= Work order =
Each line of the data below that holds the word "only" is to be reported in full.

= Saved data entries =

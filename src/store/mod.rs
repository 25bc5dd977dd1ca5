//! Macro save-file management with atomic writes and backup support.
//!
//! Macros persist one per line as `NAME,DEFINITION`, where the definition
//! uses the macro grammar verbatim. Commas are not escaped; a name holding
//! a comma corrupts round-tripping (known format limitation). Key features:
//!
//! - **Atomic writes**: replace-on-save, never a half-written file
//! - **Automatic backups**: every overwrite creates a timestamped backup
//! - **Whole-load validation**: any invalid line abandons the entire load
//!
//! # Example
//!
//! ```no_run
//! use macro_replay::core::types::Macro;
//! use macro_replay::store::MacroStore;
//! use std::path::PathBuf;
//!
//! let store = MacroStore::open(PathBuf::from("macros.txt"))?;
//! let macros = vec![Macro::new("greet", "hi\\E")?];
//! store.save(&macros)?;
//! assert_eq!(store.load()?.len(), 1);
//! # Ok::<(), Box<dyn std::error::Error>>(())
//! ```

mod error;

pub use error::StoreError;

use atomic_write_file::AtomicWriteFile;
use chrono::Local;
use nom::bytes::complete::take_until;
use nom::character::complete::char;
use nom::{IResult, Parser};
use std::fs;
use std::io::Write;
use std::path::{Path, PathBuf};

use crate::core::types::Macro;

/// Manages one macro save file with safe atomic operations.
///
/// Reads are plain; writes go through a timestamped backup of the previous
/// content followed by an atomic replace.
#[derive(Debug)]
pub struct MacroStore {
    /// Path to the save file. It does not have to exist yet; the first save
    /// creates it.
    path: PathBuf,
    backup_dir: PathBuf,
}

impl MacroStore {
    /// Creates a store rooted at the given save file.
    ///
    /// The backup directory lives next to the save file
    /// (e.g. `~/.local/share/macro-replay/macros.txt` →
    /// `~/.local/share/macro-replay/backups/`) and is created lazily on the
    /// first save that overwrites existing content.
    ///
    /// # Errors
    ///
    /// Returns `StoreError::BackupDirNotWritable` if the path has no parent
    /// directory to place backups in.
    pub fn open(path: PathBuf) -> Result<Self, StoreError> {
        let backup_dir = path
            .parent()
            .ok_or_else(|| StoreError::BackupDirNotWritable(path.clone()))?
            .join("backups");

        Ok(Self { path, backup_dir })
    }

    /// Path of the save file this store manages.
    pub fn path(&self) -> &Path {
        &self.path
    }

    /// Loads every macro from the save file.
    ///
    /// A missing or unreadable file is `StoreError::LoadFailed`, distinct
    /// from per-line errors. Blank lines are skipped; any other line must
    /// parse as `NAME,DEFINITION` and construct a valid macro, or the whole
    /// load is abandoned with the offending line number.
    pub fn load(&self) -> Result<Vec<Macro>, StoreError> {
        let content = fs::read_to_string(&self.path)
            .map_err(|_| StoreError::LoadFailed(self.path.clone()))?;

        parse_save_file(&content)
    }

    /// Saves the given macros, replacing the file's previous content.
    ///
    /// If the file already exists its content is backed up first, so a
    /// failed or regretted save can be recovered by hand. The write itself
    /// is atomic: the file is never observable in a half-written state.
    pub fn save(&self, macros: &[Macro]) -> Result<(), StoreError> {
        if self.path.exists() {
            self.create_timestamped_backup()?;
        } else if let Some(parent) = self.path.parent() {
            fs::create_dir_all(parent)
                .map_err(|_| StoreError::SaveFailed(self.path.clone()))?;
        }

        let mut file = AtomicWriteFile::open(&self.path)
            .map_err(|_| StoreError::SaveFailed(self.path.clone()))?;

        for macro_ in macros {
            writeln!(file, "{}", macro_).map_err(|_| StoreError::SaveFailed(self.path.clone()))?;
        }

        file.commit()
            .map_err(|_| StoreError::SaveFailed(self.path.clone()))?;

        Ok(())
    }

    fn create_timestamped_backup(&self) -> Result<PathBuf, StoreError> {
        let content = fs::read_to_string(&self.path)?;

        fs::create_dir_all(&self.backup_dir)
            .map_err(|_| StoreError::BackupDirNotWritable(self.backup_dir.clone()))?;

        // Timestamp in YYYY-MM-DD_HHMMSS format
        let timestamp = Local::now().format("%Y-%m-%d_%H%M%S");

        let original_name = self
            .path
            .file_name()
            .and_then(|n| n.to_str())
            .unwrap_or("macros.txt");

        let backup_path = self.backup_dir.join(format!("{}.{}", original_name, timestamp));
        fs::write(&backup_path, &content)?;

        Ok(backup_path)
    }
}

/// Parses one save-file line into its name and definition halves.
///
/// The split is at the first comma; the definition grammar never produces
/// one, so everything after it belongs to the definition.
fn parse_macro_line(input: &str) -> IResult<&str, (&str, &str)> {
    let (rest, name) = take_until(",")(input)?;
    let (definition, _) = char(',').parse(rest)?;

    Ok(("", (name, definition)))
}

fn parse_save_file(content: &str) -> Result<Vec<Macro>, StoreError> {
    let mut macros = Vec::new();

    for (line_idx, line) in content.lines().enumerate() {
        let line_num = line_idx + 1; // Human-readable numbers start at 1

        // The writer terminates every line, so a trailing blank is normal.
        if line.trim().is_empty() {
            continue;
        }

        let (name, definition) = match parse_macro_line(line) {
            Ok((_, parts)) => parts,
            Err(_) => return Err(StoreError::MalformedLine { line: line_num }),
        };

        let macro_ = Macro::new(name, definition)
            .map_err(|source| StoreError::InvalidMacro { line: line_num, source })?;
        macros.push(macro_);
    }

    Ok(macros)
}

#[cfg(test)]
mod tests {
    use super::*;
    use crate::core::types::MacroError;
    use crate::core::validator::ValidationError;
    use tempfile::TempDir;

    /// Helper: store rooted in a fresh temp directory.
    fn test_store() -> (TempDir, MacroStore) {
        let temp_dir = TempDir::new().unwrap();
        let path = temp_dir.path().join("macros.txt");
        let store = MacroStore::open(path).unwrap();
        (temp_dir, store)
    }

    fn test_macro(name: &str, definition: &str) -> Macro {
        Macro::new(name, definition).unwrap()
    }

    #[test]
    fn test_save_then_load_round_trips() {
        let (_temp_dir, store) = test_store();

        let macros = vec![
            test_macro("greet", "hi\\E"),
            test_macro("pause", "a$50$a"),
            test_macro("caps", "<ab>c"),
        ];
        store.save(&macros).unwrap();

        let loaded = store.load().unwrap();
        assert_eq!(loaded.len(), 3);
        for (saved, loaded) in macros.iter().zip(&loaded) {
            assert_eq!(saved.name(), loaded.name());
            assert_eq!(saved.definition(), loaded.definition());
        }
    }

    #[test]
    fn test_load_missing_file_is_load_failed() {
        let (_temp_dir, store) = test_store();

        match store.load() {
            Err(StoreError::LoadFailed(path)) => assert_eq!(path, store.path()),
            other => panic!("Expected LoadFailed, got: {:?}", other),
        }
    }

    #[test]
    fn test_line_without_comma_fails_with_line_number() {
        let (_temp_dir, store) = test_store();
        fs::write(store.path(), "good,abc\nno comma here\n").unwrap();

        match store.load() {
            Err(StoreError::MalformedLine { line }) => assert_eq!(line, 2),
            other => panic!("Expected MalformedLine, got: {:?}", other),
        }
    }

    #[test]
    fn test_invalid_definition_aborts_the_whole_load() {
        let (_temp_dir, store) = test_store();
        fs::write(store.path(), "good,abc\nbad,\\X\nalso_good,def\n").unwrap();

        match store.load() {
            Err(StoreError::InvalidMacro { line, source }) => {
                assert_eq!(line, 2);
                assert_eq!(
                    source,
                    MacroError::InvalidDefinition(ValidationError::UnknownSpecialKey {
                        mnemonic: 'X',
                        position: 2,
                    })
                );
            }
            other => panic!("Expected InvalidMacro, got: {:?}", other),
        }
    }

    #[test]
    fn test_empty_name_line_aborts_the_load() {
        let (_temp_dir, store) = test_store();
        fs::write(store.path(), ",abc\n").unwrap();

        assert!(matches!(
            store.load(),
            Err(StoreError::InvalidMacro {
                line: 1,
                source: MacroError::EmptyName,
            })
        ));
    }

    #[test]
    fn test_blank_lines_are_skipped() {
        let (_temp_dir, store) = test_store();
        fs::write(store.path(), "a,x\n\nb,y\n\n").unwrap();

        let loaded = store.load().unwrap();
        assert_eq!(loaded.len(), 2);
    }

    #[test]
    fn test_definition_keeps_text_after_a_name_comma_split() {
        // The split is at the first comma only; a second comma lands in the
        // definition, where the grammar rejects it.
        let (_temp_dir, store) = test_store();
        fs::write(store.path(), "name,ab,cd\n").unwrap();

        assert!(matches!(
            store.load(),
            Err(StoreError::InvalidMacro { line: 1, .. })
        ));
    }

    #[test]
    fn test_overwriting_save_creates_a_backup_of_the_old_content() {
        let (temp_dir, store) = test_store();

        store.save(&[test_macro("a", "x")]).unwrap();
        store.save(&[test_macro("b", "y")]).unwrap();

        let backup_dir = temp_dir.path().join("backups");
        assert!(backup_dir.is_dir(), "Backup directory should be created");

        let backups: Vec<_> = fs::read_dir(&backup_dir).unwrap().collect();
        assert_eq!(backups.len(), 1);

        let backup_path = backups[0].as_ref().unwrap().path();
        assert_eq!(fs::read_to_string(backup_path).unwrap(), "a,x\n");
        assert_eq!(fs::read_to_string(store.path()).unwrap(), "b,y\n");
    }

    #[test]
    fn test_first_save_creates_no_backup() {
        let (temp_dir, store) = test_store();
        store.save(&[test_macro("a", "x")]).unwrap();

        assert!(!temp_dir.path().join("backups").exists());
    }

    #[test]
    fn test_save_preserves_order() {
        let (_temp_dir, store) = test_store();
        store
            .save(&[test_macro("c", "1"), test_macro("a", "2"), test_macro("b", "3")])
            .unwrap();

        let names: Vec<String> = store
            .load()
            .unwrap()
            .iter()
            .map(|m| m.name().to_string())
            .collect();
        assert_eq!(names, vec!["c", "a", "b"]);
    }
}
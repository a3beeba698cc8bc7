use crate::core::ai;
use crate::core::car::{ControllerKind, Vehicle};
use crate::core::collision::resolve_collisions;
use crate::core::input::ControlInput;
use crate::core::race_stats::{LapEvent, RaceStats};
use crate::core::track::Track;
use crate::interfaces::hud_interface::{CarHudState, RaceHudState};
use crate::post::race_result::{RaceResult, ResultEntry};
use helpers::general::ordinal;
use serde::{Deserialize, Serialize};
use tracing::{debug, info};

/// SimConstants are the tuning constants of the simulation. All of them have defaults, so a
/// constants file only has to name the ones it changes.
///
/// * `forward_gain` - Acceleration gain when driving forward
/// * `reverse_gain` - Acceleration gain when driving in reverse
/// * `brake_gain` - Amplification of friction and brake slow down
/// * `rotation_speed` - (deg/s) Turn rate at full steering authority
/// * `full_turn_speed` - Speed from which on the car has full steering authority
/// * `car_scale` - Scale of the body dimensions on the track
/// * `start_countdown` - (s) Duration of the start sequence
/// * `results_delay` - (s) Time the other cars may race on after the player finished
/// * `unfinished_penalty` - (s) Added to the last finisher's time for cars that did not finish
/// * `max_race_time` - (s) Simulated time after which a race is abandoned
/// * `max_separation_steps` - Bound on the nudges per colliding pair and tick
/// * `sensor_angle` - (deg) Angle of the side probes of the AI
/// * `sensor_margin` - Distance of the AI probes in front of the body
#[derive(Debug, Deserialize, Serialize, Clone, PartialEq)]
#[serde(default)]
pub struct SimConstants {
    pub forward_gain: f64,
    pub reverse_gain: f64,
    pub brake_gain: f64,
    pub rotation_speed: f64,
    pub full_turn_speed: f64,
    pub car_scale: f64,
    pub start_countdown: f64,
    pub results_delay: f64,
    pub unfinished_penalty: f64,
    pub max_race_time: f64,
    pub max_separation_steps: u32,
    pub sensor_angle: f64,
    pub sensor_margin: f64,
}

impl Default for SimConstants {
    fn default() -> Self {
        SimConstants {
            forward_gain: 2000.0,
            reverse_gain: 1000.0,
            brake_gain: 2000.0,
            rotation_speed: 150.0,
            full_turn_speed: 200.0,
            car_scale: 0.3,
            start_countdown: 3.0,
            results_delay: 5.0,
            unfinished_penalty: 30.0,
            max_race_time: 900.0,
            max_separation_steps: 10000,
            sensor_angle: 45.0,
            sensor_margin: 10.0,
        }
    }
}

impl SimConstants {
    /// directional_gain returns the acceleration gain for the sign of the acceleration input.
    pub fn directional_gain(&self, accel_sig: i32) -> f64 {
        match accel_sig {
            1 => self.forward_gain,
            -1 => self.reverse_gain,
            _ => 0.0,
        }
    }
}

#[derive(Debug, Clone, Copy, PartialEq, Eq, Serialize, Deserialize)]
pub enum RacePhase {
    Starting,
    Running,
    Finished,
    ShowingResults,
}

/// Race owns the track, the cars and their race state. Exactly one car is player controlled.
#[derive(Debug)]
pub struct Race {
    pub track: Track,
    pub cars: Vec<Vehicle>,
    pub stats: Vec<RaceStats>,
    results: Vec<usize>,
    player_idx: usize,
    phase: RacePhase,
    countdown: f64,
    race_time: f64,
    t_after_player_finish: f64,
    consts: SimConstants,
    final_result: Option<RaceResult>,
}

impl Race {
    /// new places the cars on the starting grid in list order.
    ///
    /// Panics if there is not exactly one human controlled car or if there are more cars than
    /// grid slots.
    pub fn new(track: Track, mut cars: Vec<Vehicle>, consts: SimConstants) -> Race {
        let human_idxs: Vec<usize> = cars
            .iter()
            .enumerate()
            .filter(|(_, car)| car.is_human())
            .map(|(i, _)| i)
            .collect();
        assert_eq!(
            human_idxs.len(),
            1,
            "A race needs exactly one player car, got {}!",
            human_idxs.len()
        );
        assert!(
            cars.len() <= track.start.len(),
            "Track {} has {} grid slots but {} cars were entered!",
            track.name,
            track.start.len(),
            cars.len()
        );

        for (car, slot) in cars.iter_mut().zip(track.start.iter()) {
            car.reset(slot.position, slot.rotation, consts.car_scale);
        }

        let no_cars = cars.len();
        info!(
            "Race on {} with {} cars over {} laps",
            track.name, no_cars, track.laps
        );

        Race {
            track,
            cars,
            stats: vec![RaceStats::default(); no_cars],
            results: Vec::with_capacity(no_cars),
            player_idx: human_idxs[0],
            phase: RacePhase::Starting,
            countdown: consts.start_countdown,
            race_time: 0.0,
            t_after_player_finish: 0.0,
            consts,
            final_result: None,
        }
    }

    // ---------------------------------------------------------------------------------------------
    // MAIN METHOD ---------------------------------------------------------------------------------
    // ---------------------------------------------------------------------------------------------

    /// update advances the race by one frame of `dt` seconds.
    pub fn update(&mut self, dt: f64) {
        match self.phase {
            RacePhase::Starting => {
                self.countdown -= dt;
                if self.countdown <= 0.0 {
                    self.countdown = 0.0;
                    self.set_phase(RacePhase::Running);
                }
            }
            RacePhase::Running | RacePhase::Finished => {
                self.race_time += dt;

                for idx in 0..self.cars.len() {
                    self.update_car(idx, dt);
                }

                // collision pass after all cars moved
                let no_collisions =
                    resolve_collisions(&mut self.cars, self.consts.max_separation_steps);
                if no_collisions > 0 {
                    debug!("Resolved {} collisions", no_collisions);
                }

                if self.phase == RacePhase::Finished {
                    self.t_after_player_finish += dt;
                    if self.all_finished()
                        || self.t_after_player_finish >= self.consts.results_delay
                    {
                        self.finalize();
                    }
                }
            }
            RacePhase::ShowingResults => {}
        }
    }

    // ---------------------------------------------------------------------------------------------
    // RACE SIMULATOR PARTS ------------------------------------------------------------------------
    // ---------------------------------------------------------------------------------------------

    /// update_car runs the complete pipeline of one car: control, dynamics, checkpoints and laps.
    fn update_car(&mut self, idx: usize, dt: f64) {
        let car = &self.cars[idx];
        if car.controller == ControllerKind::Computer && !car.stopping {
            let input = ai::steer(car, &self.track, &self.consts);
            self.cars[idx].apply_input(input);
        }

        let car = &mut self.cars[idx];
        car.update(dt, &self.track, &self.consts);

        if self.stats[idx].finished {
            return;
        }

        let stage = self.track.checkpoint_stage_at(car.position);
        let event = self.stats[idx].advance(dt, stage, self.track.checkpoints, self.track.laps);

        match event {
            LapEvent::None => {}
            LapEvent::LapCompleted => {
                info!(
                    "{} completed a lap in {:.3}s, now in lap {}",
                    car.name,
                    self.stats[idx].lap_times.last().copied().unwrap_or(0.0),
                    self.stats[idx].lap
                );
            }
            LapEvent::Finished => {
                car.stop();
                self.results.push(idx);
                info!(
                    "{} finished {} with {:.3}s",
                    car.name,
                    ordinal(self.results.len()),
                    self.stats[idx].total_time()
                );

                if idx == self.player_idx {
                    info!(
                        "Player finished the race {}",
                        ordinal(self.results.len())
                    );
                    self.set_phase(RacePhase::Finished);
                }
            }
        }
    }

    /// finalize ranks the cars that did not finish behind the finishers and freezes the result.
    fn finalize(&mut self) {
        if self.final_result.is_some() {
            return;
        }

        let t_base = self
            .results
            .last()
            .map(|&idx| self.stats[idx].total_time())
            .unwrap_or(self.race_time);
        let t_unfinished = t_base + self.consts.unfinished_penalty;

        for idx in 0..self.cars.len() {
            if !self.stats[idx].finished {
                self.stats[idx].auto_complete(t_unfinished);
                self.cars[idx].stop();
                self.results.push(idx);
                debug!(
                    "{} did not finish, ranked with {:.3}s",
                    self.cars[idx].name, t_unfinished
                );
            }
        }

        let entries = self
            .results
            .iter()
            .map(|&idx| ResultEntry {
                name: self.cars[idx].name.to_owned(),
                controller: self.cars[idx].controller,
                lap_times: self.stats[idx].lap_times.to_owned(),
                total_time: self.stats[idx].total_time(),
                auto_completed: self.stats[idx].auto_completed,
            })
            .collect();

        self.final_result = Some(RaceResult {
            track_name: self.track.name.to_owned(),
            tot_no_laps: self.track.laps,
            entries,
        });
        self.set_phase(RacePhase::ShowingResults);
    }

    fn set_phase(&mut self, phase: RacePhase) {
        let legal = matches!(
            (self.phase, phase),
            (RacePhase::Starting, RacePhase::Running)
                | (RacePhase::Starting, RacePhase::ShowingResults)
                | (RacePhase::Running, RacePhase::Finished)
                | (RacePhase::Running, RacePhase::ShowingResults)
                | (RacePhase::Finished, RacePhase::ShowingResults)
        );
        assert!(
            legal,
            "Illegal race phase transition {:?} -> {:?}!",
            self.phase, phase
        );
        info!("Race phase {:?} -> {:?}", self.phase, phase);
        self.phase = phase;
    }

    // ---------------------------------------------------------------------------------------------
    // METHODS (HELPERS) ---------------------------------------------------------------------------
    // ---------------------------------------------------------------------------------------------

    /// set_player_input hands the player's control intent to the player car. It has no effect
    /// once the player car is stopping.
    pub fn set_player_input(&mut self, input: ControlInput) {
        self.cars[self.player_idx].apply_input(input);
    }

    /// abandon ends the race immediately, the remaining cars are ranked as not finished.
    pub fn abandon(&mut self) {
        self.finalize();
    }

    pub fn phase(&self) -> RacePhase {
        self.phase
    }

    pub fn countdown(&self) -> f64 {
        self.countdown
    }

    pub fn race_time(&self) -> f64 {
        self.race_time
    }

    pub fn consts(&self) -> &SimConstants {
        &self.consts
    }

    pub fn player_idx(&self) -> usize {
        self.player_idx
    }

    pub fn player(&self) -> &Vehicle {
        &self.cars[self.player_idx]
    }

    /// results_order returns the car indices in finish order.
    pub fn results_order(&self) -> &[usize] {
        &self.results
    }

    pub fn all_finished(&self) -> bool {
        self.stats.iter().all(|s| s.finished)
    }

    pub fn race_result(&self) -> Option<&RaceResult> {
        self.final_result.as_ref()
    }

    pub fn hud_state(&self) -> RaceHudState {
        RaceHudState {
            phase: self.phase,
            countdown: self.countdown,
            race_time: self.race_time,
            tot_no_laps: self.track.laps,
            player_idx: self.player_idx,
            car_states: self
                .cars
                .iter()
                .zip(self.stats.iter())
                .map(|(car, stats)| CarHudState {
                    name: car.name.to_owned(),
                    controller: car.controller,
                    x: car.position.x,
                    y: car.position.y,
                    rotation: car.rotation,
                    speed: car.speed,
                    lap: stats.lap,
                    finished: stats.finished,
                })
                .collect(),
            final_result: self.final_result.to_owned(),
        }
    }
}
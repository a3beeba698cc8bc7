use crate::core::ai;
use crate::core::race::Race;
use helpers::general::signum;
use serde::{Deserialize, Serialize};

/// ControlInput is the control intent of one car for one tick. Both directions are in {-1, 0, 1}:
/// reverse/none/forward and left/none/right.
#[derive(Debug, Clone, Copy, Default, PartialEq, Eq, Serialize, Deserialize)]
pub struct ControlInput {
    pub accel_dir: i32,
    pub rot_dir: i32,
}

impl ControlInput {
    pub fn new(accel_dir: i32, rot_dir: i32) -> ControlInput {
        ControlInput {
            accel_dir: signum(accel_dir as f64),
            rot_dir: signum(rot_dir as f64),
        }
    }
}

/// InputSource supplies the player car's input. It is polled once per tick before the race is
/// advanced.
pub trait InputSource {
    fn poll(&mut self, race: &Race) -> ControlInput;
}

/// Autopilot drives the player car with the same heuristic as the computer cars.
#[derive(Debug, Clone, Copy, Default)]
pub struct Autopilot;

impl InputSource for Autopilot {
    fn poll(&mut self, race: &Race) -> ControlInput {
        ai::steer(race.player(), &race.track, race.consts())
    }
}

/// * `frames` - Number of ticks the input is held
#[derive(Debug, Deserialize, Serialize, Clone, Copy, PartialEq, Eq)]
pub struct TapeSegment {
    pub frames: u32,
    pub accel_dir: i32,
    pub rot_dir: i32,
}

/// InputTape replays recorded input segments and returns neutral input afterwards.
#[derive(Debug, Clone, Default)]
pub struct InputTape {
    segments: Vec<TapeSegment>,
    cur_segment: usize,
    cur_frame: u32,
}

impl InputTape {
    pub fn new(segments: Vec<TapeSegment>) -> InputTape {
        InputTape {
            segments,
            cur_segment: 0,
            cur_frame: 0,
        }
    }

    pub fn is_exhausted(&self) -> bool {
        self.cur_segment >= self.segments.len()
    }

    fn next_input(&mut self) -> ControlInput {
        while let Some(segment) = self.segments.get(self.cur_segment) {
            if self.cur_frame < segment.frames {
                self.cur_frame += 1;
                return ControlInput::new(segment.accel_dir, segment.rot_dir);
            }
            self.cur_segment += 1;
            self.cur_frame = 0;
        }
        ControlInput::default()
    }
}

impl InputSource for InputTape {
    fn poll(&mut self, _race: &Race) -> ControlInput {
        self.next_input()
    }
}

#[cfg(test)]
mod tests {
    use super::*;

    #[test]
    fn input_is_normalized() {
        assert_eq!(ControlInput::new(5, -3), ControlInput::new(1, -1));
        assert_eq!(ControlInput::new(0, 0), ControlInput::default());
    }

    #[test]
    fn tape_replays_segments_in_order() {
        let mut tape = InputTape::new(vec![
            TapeSegment {
                frames: 2,
                accel_dir: 1,
                rot_dir: 0,
            },
            TapeSegment {
                frames: 0,
                accel_dir: -1,
                rot_dir: -1,
            },
            TapeSegment {
                frames: 1,
                accel_dir: 1,
                rot_dir: -1,
            },
        ]);

        let inputs: Vec<ControlInput> = (0..5).map(|_| tape.next_input()).collect();
        assert_eq!(
            inputs,
            vec![
                ControlInput::new(1, 0),
                ControlInput::new(1, 0),
                ControlInput::new(1, -1),
                ControlInput::default(),
                ControlInput::default(),
            ]
        );
        assert!(tape.is_exhausted());
    }
}
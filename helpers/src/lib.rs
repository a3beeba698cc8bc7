pub mod general;
pub mod geometry;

= Answer space =
        // The split is at the first comma only; a second comma lands in the
/// constants file only has to name the ones it changes.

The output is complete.